Go through the entries below and print, exactly, the lines starting at the one with "#[non_exhaustive]" and ending at the one with "must be between", keeping both ends and no others.

::::::

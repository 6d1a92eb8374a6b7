//! Tracks every live session by its Discord-assigned session ID, the way
//! [`crate::client::Client`] hands out commands and lifecycle queries across
//! however many shards it runs.
//!
//! A session has no ID to store under until its first `READY`/`RESUMED`;
//! sessions earlier in their handshake simply aren't in this map yet.

use crate::session::Session;
use std::{collections::HashMap, sync::Arc};
use tokio::sync::RwLock;

/// The Discord-assigned opaque session ID a session is stored under, per
/// spec.md's data model (`SessionID`, not a shard index).
pub type SessionId = Box<str>;

/// A concurrent map of [`SessionId`] to its running [`Session`].
#[derive(Debug, Default)]
pub struct SessionManager {
    sessions: RwLock<HashMap<SessionId, Arc<Session>>>,
}

impl SessionManager {
    pub fn new() -> Self {
        Self::default()
    }

    pub async fn insert(&self, id: impl Into<SessionId>, session: Arc<Session>) {
        self.sessions.write().await.insert(id.into(), session);
    }

    pub async fn remove(&self, id: &str) -> Option<Arc<Session>> {
        self.sessions.write().await.remove(id)
    }

    pub async fn get(&self, id: &str) -> Option<Arc<Session>> {
        self.sessions.read().await.get(id).cloned()
    }

    pub async fn ids(&self) -> Vec<SessionId> {
        self.sessions.read().await.keys().cloned().collect()
    }

    pub async fn len(&self) -> usize {
        self.sessions.read().await.len()
    }

    pub async fn is_empty(&self) -> bool {
        self.sessions.read().await.is_empty()
    }

    /// Snapshot every running session, e.g. to fan a command out to all of
    /// them.
    pub async fn all(&self) -> Vec<Arc<Session>> {
        self.sessions.read().await.values().cloned().collect()
    }
}

#[cfg(test)]
mod tests {
    use super::SessionManager;
    use crate::{
        model::Intents,
        session::{Config, ConfigBuilder, Session},
    };
    use std::sync::Arc;

    fn session() -> Arc<Session> {
        let config: Config = ConfigBuilder::new("token", Intents::empty()).build();
        Arc::new(Session::new(Arc::new(config)))
    }

    #[tokio::test]
    async fn insert_and_get_round_trips() {
        let manager = SessionManager::new();
        manager.insert("abc123", session()).await;

        assert!(manager.get("abc123").await.is_some());
        assert!(manager.get("nope").await.is_none());
        assert_eq!(manager.len().await, 1);
    }

    #[tokio::test]
    async fn remove_drops_the_session() {
        let manager = SessionManager::new();
        manager.insert("abc123", session()).await;
        manager.remove("abc123").await;

        assert!(manager.is_empty().await);
    }

    #[tokio::test]
    async fn ids_lists_every_session() {
        let manager = SessionManager::new();
        manager.insert("abc123", session()).await;
        manager.insert("def456", session()).await;

        let mut ids = manager.ids().await;
        ids.sort_unstable();
        assert_eq!(ids, vec![Box::from("abc123"), Box::from("def456")]);
    }
}
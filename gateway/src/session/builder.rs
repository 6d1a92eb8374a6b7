use super::config::Config;
use crate::model::{Intents, UpdatePresencePayload};
use std::{
    error::Error,
    fmt::{Display, Formatter, Result as FmtResult},
};

/// A shard index was out of range of the total shard count.
#[derive(Debug)]
pub struct ShardIdError {
    kind: ShardIdErrorType,
}

impl ShardIdError {
    pub const fn kind(&self) -> &ShardIdErrorType {
        &self.kind
    }
}

impl Display for ShardIdError {
    fn fmt(&self, f: &mut Formatter<'_>) -> FmtResult {
        match self.kind {
            ShardIdErrorType::IdTooLarge { id, total } => {
                write!(f, "shard ID {id} is not less than the total shard count {total}")
            }
        }
    }
}

impl Error for ShardIdError {}

#[derive(Debug)]
#[non_exhaustive]
pub enum ShardIdErrorType {
    IdTooLarge { id: u64, total: u64 },
}

/// Builder for a session's [`Config`].
#[derive(Debug)]
pub struct ConfigBuilder(Config);

impl ConfigBuilder {
    pub fn new(token: impl Into<Box<str>>, intents: Intents) -> Self {
        Self(Config::new(token, intents))
    }

    pub fn build(self) -> Config {
        self.0
    }

    pub fn gateway_url(mut self, url: impl Into<Box<str>>) -> Self {
        self.0.gateway_url = url.into();
        self
    }

    /// # Panics
    ///
    /// Panics if `threshold` is below 50 or above 250, the bounds Discord
    /// enforces on the gateway itself.
    pub fn large_threshold(mut self, threshold: u64) -> Self {
        assert!(
            (50..=250).contains(&threshold),
            "large_threshold must be between 50 and 250"
        );

        self.0.large_threshold = threshold;
        self
    }

    pub fn presence(mut self, presence: UpdatePresencePayload) -> Self {
        self.0.presence = Some(presence);
        self
    }

    /// # Errors
    ///
    /// Returns [`ShardIdErrorType::IdTooLarge`] if `id` is not less than
    /// `total`.
    pub fn shard(mut self, id: u64, total: u64) -> Result<Self, ShardIdError> {
        if id >= total {
            return Err(ShardIdError {
                kind: ShardIdErrorType::IdTooLarge { id, total },
            });
        }

        self.0.shard = [id, total];

        Ok(self)
    }
}

#[cfg(test)]
mod tests {
    use super::ConfigBuilder;
    use crate::model::Intents;

    #[test]
    fn shard_validates_id_against_total() {
        let builder = ConfigBuilder::new("token", Intents::empty());

        assert!(builder.shard(5, 3).is_err());
    }

    #[test]
    #[should_panic(expected = "large_threshold")]
    fn large_threshold_panics_out_of_range() {
        ConfigBuilder::new("token", Intents::empty()).large_threshold(10);
    }

    #[test]
    fn defaults_are_sensible() {
        let config = ConfigBuilder::new("token", Intents::empty()).build();

        assert_eq!(config.shard(), [0, 1]);
        assert_eq!(config.large_threshold(), 50);
    }
}
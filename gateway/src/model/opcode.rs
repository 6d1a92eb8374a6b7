use serde_repr::{Deserialize_repr, Serialize_repr};

/// Gateway opcodes.
///
/// <https://discord.com/developers/docs/topics/opcodes-and-status-codes#gateway-opcodes>
#[derive(Clone, Copy, Debug, Deserialize_repr, Eq, Hash, PartialEq, Serialize_repr)]
#[repr(u8)]
pub enum OpCode {
    /// An event was dispatched.
    Dispatch = 0,
    /// Either side requests (or responds to) a heartbeat.
    Heartbeat = 1,
    /// Start a new session.
    Identify = 2,
    /// Resume a previous session that was disconnected.
    Resume = 6,
    /// Server is indicating the client should reconnect and resume.
    Reconnect = 7,
    /// Session has been invalidated; the `d` field indicates whether it may
    /// be resumed.
    InvalidSession = 9,
    /// Sent immediately after connecting, contains the heartbeat interval.
    Hello = 10,
    /// A heartbeat was acknowledged.
    HeartbeatAck = 11,
}

#[cfg(test)]
mod tests {
    use super::OpCode;

    #[test]
    fn roundtrip() {
        for (code, value) in [
            (OpCode::Dispatch, 0),
            (OpCode::Heartbeat, 1),
            (OpCode::Identify, 2),
            (OpCode::Resume, 6),
            (OpCode::Reconnect, 7),
            (OpCode::InvalidSession, 9),
            (OpCode::Hello, 10),
            (OpCode::HeartbeatAck, 11),
        ] {
            assert_eq!(serde_json::to_string(&code).unwrap(), value.to_string());
        }
    }
}
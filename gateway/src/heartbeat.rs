//! Heartbeat liveness: a periodic pulse that sends heartbeats and tracks
//! whether the gateway has acknowledged them.

use rand::Rng;
use std::sync::{
    atomic::{AtomicU64, AtomicU8, Ordering},
    Arc,
};
use tokio::{sync::mpsc::UnboundedSender, time::Duration};

/// Shared heartbeat liveness state for a single session.
///
/// `unacked` starts at `1` rather than `0`: the first beat fires before any
/// ack could possibly have arrived, and decrementing from `0` would read as
/// "already missed one" and trigger a reconnect before the connection had a
/// fair chance to respond. See the crate's design notes for the rationale.
#[derive(Debug)]
pub struct Heartbeats {
    unacked: AtomicU8,
    interval_ms: AtomicU64,
}

impl Heartbeats {
    pub fn new(interval_ms: u64) -> Self {
        Self {
            unacked: AtomicU8::new(1),
            interval_ms: AtomicU64::new(interval_ms),
        }
    }

    pub fn interval(&self) -> Duration {
        Duration::from_millis(self.interval_ms.load(Ordering::Relaxed))
    }

    pub fn set_interval(&self, interval_ms: u64) {
        self.interval_ms.store(interval_ms, Ordering::Relaxed);
    }

    /// Record that a heartbeat was sent.
    pub fn note_sent(&self) {
        self.unacked.fetch_add(1, Ordering::Relaxed);
    }

    /// Record that the gateway acknowledged a heartbeat.
    pub fn note_ack(&self) {
        self.unacked.store(0, Ordering::Relaxed);
    }

    /// Whether the most recent heartbeat(s) went unacknowledged, meaning the
    /// connection should be considered dead.
    pub fn is_unacked(&self) -> bool {
        self.unacked.load(Ordering::Relaxed) > 1
    }
}

/// Outcome of one beat cycle, reported back to the session's supervisor.
#[derive(Clone, Copy, Debug, Eq, PartialEq)]
pub enum BeatOutcome {
    /// A heartbeat was sent successfully.
    Sent,
    /// The previous heartbeat was never acknowledged; the connection must be
    /// torn down and resumed.
    Zombied,
    /// The outbound channel is closed; the socket is already gone.
    ChannelClosed,
}

/// A single heartbeat payload frame, pre-serialized by the caller.
pub type HeartbeatFrame = Vec<u8>;

/// Runs the periodic heartbeat loop for a session: sleeps for the
/// configured interval (jittering only the first beat, matching Discord's
/// own recommendation to avoid a thundering herd of reconnecting shards),
/// then sends a heartbeat and checks whether the prior one was acked.
///
/// This task owns no socket; it only decides *when* to beat and reports the
/// outcome. The caller supplies a `frame` factory so the current sequence
/// number can be read fresh on every beat.
pub async fn pulse<F>(
    heartbeats: Arc<Heartbeats>,
    tx: UnboundedSender<HeartbeatFrame>,
    mut frame: F,
) -> BeatOutcome
where
    F: FnMut() -> HeartbeatFrame,
{
    let first_delay = with_jitter(heartbeats.interval());
    tokio::time::sleep(first_delay).await;

    loop {
        if let Some(outcome) = beat(&heartbeats, &tx, &mut frame) {
            return outcome;
        }

        // The ticker is not reset by this beat; it keeps firing on the
        // server-provided interval regardless of when the last beat landed.
        tokio::time::sleep(heartbeats.interval()).await;
    }
}

/// One beat: check the previous ack, then send. Returns `Some(outcome)` if
/// the loop should stop (zombied connection or closed channel), `None` to
/// keep beating.
fn beat<F>(heartbeats: &Arc<Heartbeats>, tx: &UnboundedSender<HeartbeatFrame>, frame: &mut F) -> Option<BeatOutcome>
where
    F: FnMut() -> HeartbeatFrame,
{
    if heartbeats.is_unacked() {
        return Some(BeatOutcome::Zombied);
    }

    heartbeats.note_sent();

    if tx.send(frame()).is_err() {
        return Some(BeatOutcome::ChannelClosed);
    }

    None
}

/// Jitter a duration by a random factor in `[0, 1)`, matching Discord's
/// guidance to randomize the first heartbeat within the interval.
fn with_jitter(interval: Duration) -> Duration {
    let factor: f64 = rand::rng().random_range(0.0..1.0);

    interval.mul_f64(factor)
}

#[cfg(test)]
mod tests {
    use super::{beat, BeatOutcome, Heartbeats};
    use std::sync::Arc;
    use tokio::sync::mpsc;

    #[test]
    fn starts_with_one_unacked_so_first_beat_does_not_zombie() {
        let heartbeats = Heartbeats::new(45_000);
        assert!(!heartbeats.is_unacked());
    }

    #[test]
    fn second_unacked_beat_is_zombied() {
        let heartbeats = Arc::new(Heartbeats::new(45_000));
        let (tx, mut rx) = mpsc::unbounded_channel();

        assert_eq!(beat(&heartbeats, &tx, &mut || vec![1]), None);
        assert!(rx.try_recv().is_ok());

        // No ack arrived between beats: the second beat sees two unacked
        // sends and reports the connection as dead.
        assert_eq!(beat(&heartbeats, &tx, &mut || vec![1]), Some(BeatOutcome::Zombied));
    }

    #[test]
    fn ack_resets_unacked_counter() {
        let heartbeats = Arc::new(Heartbeats::new(45_000));
        let (tx, _rx) = mpsc::unbounded_channel();

        assert_eq!(beat(&heartbeats, &tx, &mut || vec![1]), None);
        heartbeats.note_ack();

        assert_eq!(beat(&heartbeats, &tx, &mut || vec![1]), None);
    }

    #[test]
    fn closed_channel_is_reported() {
        let heartbeats = Arc::new(Heartbeats::new(45_000));
        let (tx, rx) = mpsc::unbounded_channel();
        drop(rx);

        assert_eq!(beat(&heartbeats, &tx, &mut || vec![1]), Some(BeatOutcome::ChannelClosed));
    }
}
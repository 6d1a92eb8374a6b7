use std::time::{Duration, Instant};

/// A single rate-limit window.
///
/// `remaining` is signed so that a bucket that's been decremented past zero
/// (which cannot normally happen, since callers must check [`Bucket::is_not_empty`]
/// first, but can happen if a caller decrements without checking) still
/// reports as empty rather than overflowing.
#[derive(Clone, Copy, Debug)]
pub struct Bucket {
    pub limit: i16,
    pub remaining: i16,
    pub expiry: Instant,
    /// Set while a request is holding this bucket for an in-flight send,
    /// used to avoid racing two retries of the same logical command.
    pub pending: bool,
}

impl Bucket {
    /// Create a bucket that resets to `limit` every `interval`, starting
    /// full and expiring one `interval` from `now`.
    pub fn new(limit: i16, interval: Duration, now: Instant) -> Self {
        Self {
            limit,
            remaining: limit,
            expiry: now + interval,
            pending: false,
        }
    }

    /// Whether the bucket has room for another command right now.
    pub fn is_not_empty(&self, now: Instant) -> bool {
        self.remaining > 0 && now < self.expiry
    }

    /// Whether the bucket's window has elapsed and it must be reset before
    /// further use.
    pub fn is_expired(&self, now: Instant) -> bool {
        now >= self.expiry
    }

    /// Atomically reset `remaining` to `limit` and push `expiry` out by
    /// `interval` from `now`. Idempotent: calling it twice in the same
    /// transaction just re-derives the same state from `now`.
    pub fn reset(&mut self, interval: Duration, now: Instant) {
        self.remaining = self.limit;
        self.expiry = now + interval;
        self.pending = false;
    }

    /// Consume one unit of the bucket's budget.
    pub fn decrement(&mut self) {
        self.remaining = self.remaining.saturating_sub(1);
    }
}
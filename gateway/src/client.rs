//! The top-level entry point: owns the resources shared across every
//! session on a bot token (the shared identify bucket) and the registry of
//! running sessions.

use crate::{
    dispatcher::Dispatcher,
    model::Intents,
    ratelimit::IdentifyLimiter,
    session::{
        runtime::{spawn_session, ClientShared, SessionHandle},
        Config, ConfigBuilder, Session,
    },
    session_manager::SessionManager,
};
use std::sync::Arc;

/// Shared, process-wide client state: one per bot token, however many
/// shards/sessions it runs.
#[derive(Debug)]
pub struct Client {
    dispatcher: Arc<Dispatcher>,
    identify_limiter: Arc<IdentifyLimiter>,
    sessions: Arc<SessionManager>,
    token: Box<str>,
}

impl Client {
    pub fn new(token: impl Into<Box<str>>) -> Self {
        ClientBuilder::new(token).build()
    }

    pub fn token(&self) -> &str {
        &self.token
    }

    pub fn dispatcher(&self) -> &Arc<Dispatcher> {
        &self.dispatcher
    }

    /// The shared process-wide identify bucket every session on this
    /// token's connects go through. Its limit is widened to
    /// `max_concurrency` once a `GetGatewayBot` response is known; see
    /// [`crate::ratelimit::IdentifyLimiter::set_concurrency`].
    pub fn identify_limiter(&self) -> &Arc<IdentifyLimiter> {
        &self.identify_limiter
    }

    pub fn sessions(&self) -> &Arc<SessionManager> {
        &self.sessions
    }

    /// Build a [`ConfigBuilder`] seeded with this client's token, ready for
    /// a caller to fill in shard ID, intents, and presence before starting a
    /// session.
    pub fn session_config(&self, intents: Intents) -> ConfigBuilder {
        ConfigBuilder::new(self.token.clone(), intents)
    }

    pub async fn session_count(&self) -> usize {
        self.sessions.len().await
    }

    pub async fn remove_session(&self, id: &str) {
        self.sessions.remove(id).await;
    }

    /// Start a session from `config` and spawn its supervising task:
    /// dialing, handshaking, and reconnecting according to
    /// [`crate::manager::policy_for_close`] until the returned
    /// [`SessionHandle`] is disconnected or the gateway reports a fatal
    /// error.
    pub fn connect_session(&self, config: Config) -> (Arc<Session>, SessionHandle) {
        let session = Arc::new(Session::new(Arc::new(config)));
        let shared = ClientShared {
            dispatcher: Arc::clone(&self.dispatcher),
            identify_limiter: Arc::clone(&self.identify_limiter),
            sessions: Arc::clone(&self.sessions),
        };

        let handle = spawn_session(Arc::clone(&session), shared);

        (session, handle)
    }
}

/// Builder for [`Client`].
#[derive(Debug)]
pub struct ClientBuilder {
    dispatcher: Arc<Dispatcher>,
    identify_concurrency: u64,
    token: Box<str>,
}

impl ClientBuilder {
    pub fn new(token: impl Into<Box<str>>) -> Self {
        Self {
            dispatcher: Arc::new(Dispatcher::new()),
            identify_concurrency: 1,
            token: token.into(),
        }
    }

    pub fn dispatcher(mut self, dispatcher: Arc<Dispatcher>) -> Self {
        self.dispatcher = dispatcher;
        self
    }

    /// Pre-seed the shared identify bucket's limit, e.g. from a
    /// `GetGatewayBot` response fetched before the client is built. Sessions
    /// can still widen it later via
    /// [`Client::identify_limiter`]`.set_concurrency`.
    pub fn identify_concurrency(mut self, max_concurrency: u64) -> Self {
        self.identify_concurrency = max_concurrency;
        self
    }

    pub fn build(self) -> Client {
        let identify_limiter = Arc::new(IdentifyLimiter::new());
        identify_limiter.set_concurrency(self.identify_concurrency);

        Client {
            dispatcher: self.dispatcher,
            identify_limiter,
            sessions: Arc::new(SessionManager::new()),
            token: self.token,
        }
    }
}

/// Also exposed directly so a fresh [`Config`] can be constructed without a
/// [`Client`] in tests or single-shard embeddings.
pub fn standalone_config(token: impl Into<Box<str>>, intents: Intents) -> Config {
    ConfigBuilder::new(token, intents).build()
}

#[cfg(test)]
mod tests {
    use super::Client;
    use crate::model::Intents;

    #[tokio::test]
    async fn fresh_client_has_no_sessions() {
        let client = Client::new("token");
        assert_eq!(client.session_count().await, 0);
    }

    #[test]
    fn session_config_inherits_token() {
        let client = Client::new("Bot abc");
        let config = client.session_config(Intents::GUILDS).build();

        assert_eq!(config.token(), "Bot abc");
    }
}
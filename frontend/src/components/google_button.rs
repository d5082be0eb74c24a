use yew::prelude::*;

#[derive(Properties, PartialEq)]
pub struct GoogleButtonProps {
    /// Hook for an external OAuth flow. Nothing is bound by default.
    #[prop_or_default]
    pub onclick: Option<Callback<MouseEvent>>,
}

#[function_component(GoogleButton)]
pub fn google_button(props: &GoogleButtonProps) -> Html {
    html! {
        <button
            type="button"
            class="btn btn-outline btn-google"
            aria-label="Sign in with Google"
            onclick={props.onclick.clone()}
        >
            <svg class="icon" viewBox="0 0 24 24" aria-hidden="true">
                <path
                    d="M22.56 12.25c0-.78-.07-1.53-.2-2.25H12v4.26h5.92c-.26 1.37-1.04 2.53-2.21 3.31v2.77h3.57c2.08-1.92 3.28-4.74 3.28-8.09z"
                    fill="#4285F4"
                />
                <path
                    d="M12 23c2.97 0 5.46-.98 7.28-2.66l-3.57-2.77c-.98.66-2.23 1.06-3.71 1.06-2.86 0-5.29-1.93-6.16-4.53H2.18v2.84C3.99 20.53 7.7 23 12 23z"
                    fill="#34A853"
                />
                <path
                    d="M5.84 14.09c-.22-.66-.35-1.36-.35-2.09s.13-1.43.35-2.09V7.07H2.18C1.43 8.55 1 10.22 1 12s.43 3.45 1.18 4.93l2.85-2.22.81-.62z"
                    fill="#FBBC05"
                />
                <path
                    d="M12 5.38c1.62 0 3.06.56 4.21 1.64l3.15-3.15C17.45 2.09 14.97 1 12 1 7.7 1 3.99 3.47 2.18 7.07l3.66 2.84c.87-2.6 3.3-4.53 6.16-4.53z"
                    fill="#EA4335"
                />
            </svg>
            { "Google" }
        </button>
    }
}
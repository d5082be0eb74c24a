use shared::{LogSubmit, LoginValues, SubmitHandler};
use yew::prelude::*;

mod components;
mod pages;

#[function_component(App)]
fn app() -> Html {
    let on_valid_submit = Callback::from(|values: LoginValues| {
        LogSubmit.on_valid_submit(values);
    });

    html! { <pages::login::Login {on_valid_submit} /> }
}

fn main() {
    wasm_logger::init(wasm_logger::Config::default());
    yew::Renderer::<App>::new().render();
}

::::::

Exercise solution
#[non_exhaustive]
pub enum ShardIdErrorType {
    IdTooLarge { id: u64, total: u64 },
}

/// Builder for a session's [`Config`].
#[derive(Debug)]
pub struct ConfigBuilder(Config);

impl ConfigBuilder {
    pub fn new(token: impl Into<Box<str>>, intents: Intents) -> Self {
        Self(Config::new(token, intents))
    }

    pub fn build(self) -> Config {
        self.0
    }

    pub fn gateway_url(mut self, url: impl Into<Box<str>>) -> Self {
        self.0.gateway_url = url.into();
        self
    }

    /// # Panics
    ///
    /// Panics if `threshold` is below 50 or above 250, the bounds Discord
    /// enforces on the gateway itself.
    pub fn large_threshold(mut self, threshold: u64) -> Self {
        assert!(
            (50..=250).contains(&threshold),
            "large_threshold must be between 50 and 250"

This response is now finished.